Toombs v. Williams

WALLIS DOWNING, Special Commissioner.

Jasper S. Toombs, at the age of twelve, while riding a bicycle, collided with a one-ton pickup truck owned and driven by Oliver S. Williams, age sixty-four. The accident was fatal. It occurred on Highway 34, July 14, 1966, about 2 p. m., at the driveway entrance of the Danville Country Club. There was no other traffic on the highway. The highway is thirty-six feet wide and divided into three traffic lanes. Each lane is twelve feet wide and marked so that there are two lanes for traffic proceeding west toward Danville and one lane for traffic going east out of town.

The driver, Oliver S. Williams, an employee, George Miller, and Mr. Williams’ son, George, occupied the truck and are the eyewitnesses who testified and told what they had seen of the accident. There were no bystander witnesses.

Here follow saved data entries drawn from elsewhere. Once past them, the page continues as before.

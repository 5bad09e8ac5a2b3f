/*
 * Sunface - digital weather watch face
 *
 * This program is free software: you can redistribute it and/or modify
 * it under the terms of the GNU General Public License as published by
 * the Free Software Foundation, either version 3 of the License, or
 * (at your option) any later version.
 *
 * This program is distributed in the hope that it will be useful,
 * but WITHOUT ANY WARRANTY; without even the implied warranty of
 * MERCHANTABILITY or FITNESS FOR A PARTICULAR PURPOSE.  See the
 * GNU General Public License for more details.
 *
 * You should have received a copy of the GNU General Public License
 * along with this program.  If not, see <https://www.gnu.org/licenses/>.
 */

use embedded_graphics::{pixelcolor::Bgr888, prelude::*};
use serde::Deserialize;

use crate::state::Mode;

mod theme_de;

/// Interactive colour scheme, sourced from the config file and never
/// mutated afterwards. Ambient colours are fixed and not configurable.
#[derive(Deserialize, Debug, Clone)]
#[serde(default)]
pub struct ThemeConfig {
    #[serde(deserialize_with = "theme_de::colour")]
    pub background: Bgr888,
    #[serde(deserialize_with = "theme_de::colour")]
    pub time: Bgr888,
    #[serde(deserialize_with = "theme_de::colour")]
    pub date: Bgr888,
    #[serde(deserialize_with = "theme_de::colour")]
    pub divider: Bgr888,
    #[serde(deserialize_with = "theme_de::colour")]
    pub max_temp: Bgr888,
    #[serde(deserialize_with = "theme_de::colour")]
    pub min_temp: Bgr888
}

impl Default for ThemeConfig {
    fn default() -> Self {
        let pale_blue = Bgr888::new(0xb3, 0xe5, 0xfc);
        Self {
            background: Bgr888::new(0x03, 0xa9, 0xf4),
            time: Bgr888::WHITE,
            date: pale_blue,
            divider: pale_blue,
            max_temp: Bgr888::WHITE,
            min_temp: pale_blue
        }
    }
}

/// Fully resolved paint attributes for one visual element.
#[derive(Debug, Clone, Copy, PartialEq, Eq)]
pub struct PaintStyle {
    pub colour: Bgr888,
    pub alpha: u8,
    pub anti_alias: bool,
    pub bold: bool
}

impl PaintStyle {
    /// Text alpha while the interruption filter is engaged.
    pub const MUTE_ALPHA: u8 = 100;
    pub const OPAQUE: u8 = 255;

    fn new(colour: Bgr888, alpha: u8, anti_alias: bool, bold: bool) -> Self {
        Self { colour, alpha, anti_alias, bold }
    }

    /// The colour actually written to the frame: alpha is applied by
    /// blending toward the background (the buffer has no alpha channel).
    pub fn effective_colour(&self, background: Bgr888) -> Bgr888 {
        if self.alpha == Self::OPAQUE {
            return self.colour;
        }

        let blend = |fg: u8, bg: u8| {
            ((fg as u16 * self.alpha as u16
                + bg as u16 * (Self::OPAQUE - self.alpha) as u16) / 255) as u8
        };

        Bgr888::new(
            blend(self.colour.r(), background.r()),
            blend(self.colour.g(), background.g()),
            blend(self.colour.b(), background.b())
        )
    }
}

/// One resolved paint per visual element. Always rebuilt as a whole; a
/// partial update would let elements disagree about the current mode.
#[derive(Debug, Clone, Copy, PartialEq, Eq)]
pub struct Palette {
    pub background: PaintStyle,
    pub hour: PaintStyle,
    pub minute: PaintStyle,
    pub colon: PaintStyle,
    pub am_pm: PaintStyle,
    pub date: PaintStyle,
    pub divider: PaintStyle,
    pub max_temp: PaintStyle,
    pub min_temp: PaintStyle
}

impl Palette {
    pub const AMBIENT_BACKGROUND: Bgr888 = Bgr888::BLACK;
    pub const AMBIENT_FOREGROUND: Bgr888 = Bgr888::WHITE;

    /// Map the current mode and flags to concrete paints. Pure; the same
    /// inputs always resolve to the same palette.
    pub fn resolve(
        config: &ThemeConfig,
        mode: Mode,
        muted: bool,
        low_bit_ambient: bool,
        burn_in_protection: bool
    ) -> Self {
        // hour, colon and am/pm render bold unless the display is prone to
        // burn-in, in which case bold is off in every mode
        let bold = !burn_in_protection;

        match mode {
            Mode::Interactive => {
                let text_alpha = if muted {
                    PaintStyle::MUTE_ALPHA
                } else {
                    PaintStyle::OPAQUE
                };
                let text = |colour, bold| PaintStyle::new(colour, text_alpha, true, bold);

                Self {
                    background: PaintStyle::new(
                        config.background, PaintStyle::OPAQUE, true, false
                    ),
                    hour: text(config.time, bold),
                    minute: text(config.time, false),
                    colon: text(config.time, bold),
                    am_pm: text(config.time, bold),
                    date: text(config.date, false),
                    divider: PaintStyle::new(
                        config.divider, PaintStyle::OPAQUE, true, false
                    ),
                    max_temp: text(config.max_temp, false),
                    min_temp: text(config.min_temp, false)
                }
            }
            Mode::Ambient => {
                // two fixed colours, full alpha; mute has no effect here
                let aa = !low_bit_ambient;
                let text = |bold| PaintStyle::new(
                    Self::AMBIENT_FOREGROUND, PaintStyle::OPAQUE, aa, bold
                );

                Self {
                    background: PaintStyle::new(
                        Self::AMBIENT_BACKGROUND, PaintStyle::OPAQUE, true, false
                    ),
                    hour: text(bold),
                    minute: text(false),
                    colon: text(bold),
                    am_pm: text(bold),
                    date: text(false),
                    divider: text(false),
                    max_temp: text(false),
                    min_temp: text(false)
                }
            }
        }
    }

    #[cfg(test)]
    fn text_styles(&self) -> [&PaintStyle; 7] {
        [
            &self.hour, &self.minute, &self.colon, &self.am_pm,
            &self.date, &self.max_temp, &self.min_temp
        ]
    }
}

#[cfg(test)]
mod tests {
    use std::collections::HashSet;

    use super::*;

    fn resolve(mode: Mode, muted: bool, low_bit: bool, burn_in: bool) -> Palette {
        Palette::resolve(&ThemeConfig::default(), mode, muted, low_bit, burn_in)
    }

    #[test]
    fn interactive_uses_configured_colours() {
        let config = ThemeConfig::default();
        let palette = resolve(Mode::Interactive, false, false, false);

        assert_eq!(palette.background.colour, config.background);
        assert_eq!(palette.hour.colour, config.time);
        assert_eq!(palette.minute.colour, config.time);
        assert_eq!(palette.colon.colour, config.time);
        assert_eq!(palette.am_pm.colour, config.time);
        assert_eq!(palette.date.colour, config.date);
        assert_eq!(palette.divider.colour, config.divider);
        assert_eq!(palette.max_temp.colour, config.max_temp);
        assert_eq!(palette.min_temp.colour, config.min_temp);

        for style in palette.text_styles() {
            assert_eq!(style.alpha, PaintStyle::OPAQUE);
        }
    }

    #[test]
    fn ambient_palette_is_exactly_black_and_white() {
        let palette = resolve(Mode::Ambient, false, false, false);

        let colours: HashSet<(u8, u8, u8)> = [
            palette.background, palette.hour, palette.minute, palette.colon,
            palette.am_pm, palette.date, palette.divider, palette.max_temp,
            palette.min_temp
        ]
        .iter()
        .map(|s| (s.colour.r(), s.colour.g(), s.colour.b()))
        .collect();

        assert_eq!(colours.len(), 2);
        assert_eq!(palette.background.colour, Palette::AMBIENT_BACKGROUND);
        for style in palette.text_styles() {
            assert_eq!(style.colour, Palette::AMBIENT_FOREGROUND);
        }
    }

    #[test]
    fn mute_dims_text_but_not_background_or_divider() {
        let palette = resolve(Mode::Interactive, true, false, false);

        for style in palette.text_styles() {
            assert_eq!(style.alpha, PaintStyle::MUTE_ALPHA);
        }
        assert_eq!(palette.background.alpha, PaintStyle::OPAQUE);
        assert_eq!(palette.divider.alpha, PaintStyle::OPAQUE);
    }

    #[test]
    fn mute_has_no_effect_in_ambient() {
        assert_eq!(
            resolve(Mode::Ambient, true, false, false),
            resolve(Mode::Ambient, false, false, false)
        );
    }

    #[test]
    fn resolver_is_idempotent() {
        for mode in [Mode::Interactive, Mode::Ambient] {
            for muted in [false, true] {
                assert_eq!(
                    resolve(mode, muted, true, true),
                    resolve(mode, muted, true, true)
                );
            }
        }
    }

    #[test]
    fn low_bit_ambient_disables_text_anti_aliasing() {
        let palette = resolve(Mode::Ambient, false, true, false);
        for style in palette.text_styles() {
            assert!(!style.anti_alias);
        }

        // leaving ambient restores anti-aliasing
        let palette = resolve(Mode::Interactive, false, true, false);
        for style in palette.text_styles() {
            assert!(style.anti_alias);
        }
    }

    #[test]
    fn low_bit_without_ambient_keeps_anti_aliasing() {
        let palette = resolve(Mode::Ambient, false, false, false);
        for style in palette.text_styles() {
            assert!(style.anti_alias);
        }
    }

    #[test]
    fn burn_in_protection_forces_normal_weight() {
        for mode in [Mode::Interactive, Mode::Ambient] {
            let palette = resolve(mode, false, false, true);
            assert!(!palette.hour.bold);
            assert!(!palette.colon.bold);
            assert!(!palette.am_pm.bold);

            let palette = resolve(mode, false, false, false);
            assert!(palette.hour.bold);
        }
    }

    #[test]
    fn effective_colour_blends_toward_background() {
        let style = PaintStyle::new(Bgr888::WHITE, PaintStyle::MUTE_ALPHA, true, false);
        let blended = style.effective_colour(Bgr888::BLACK);
        assert_eq!(blended.r(), 100);

        let opaque = PaintStyle::new(Bgr888::WHITE, PaintStyle::OPAQUE, true, false);
        assert_eq!(opaque.effective_colour(Bgr888::BLACK), Bgr888::WHITE);
    }
}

Other witnesses testified as to physical facts. Their evidence included the marks of injury to the deceased, damage to the truck’s windshield, location of the deceased’s body on the highway, locations of the bicycle and the truck after the accident, and tire marks on the highway. There was testimony by the deceased’s mother, Mrs. Lois Toombs, concerning oral statements made by the appellee, Oliver S. Williams, upon her arrival at the scene of the accident and shortly after the accident. Mrs. Toombs also testified about their permission for their son to ride a bicycle on the highway and their knowledge of traffic conditions on the highway.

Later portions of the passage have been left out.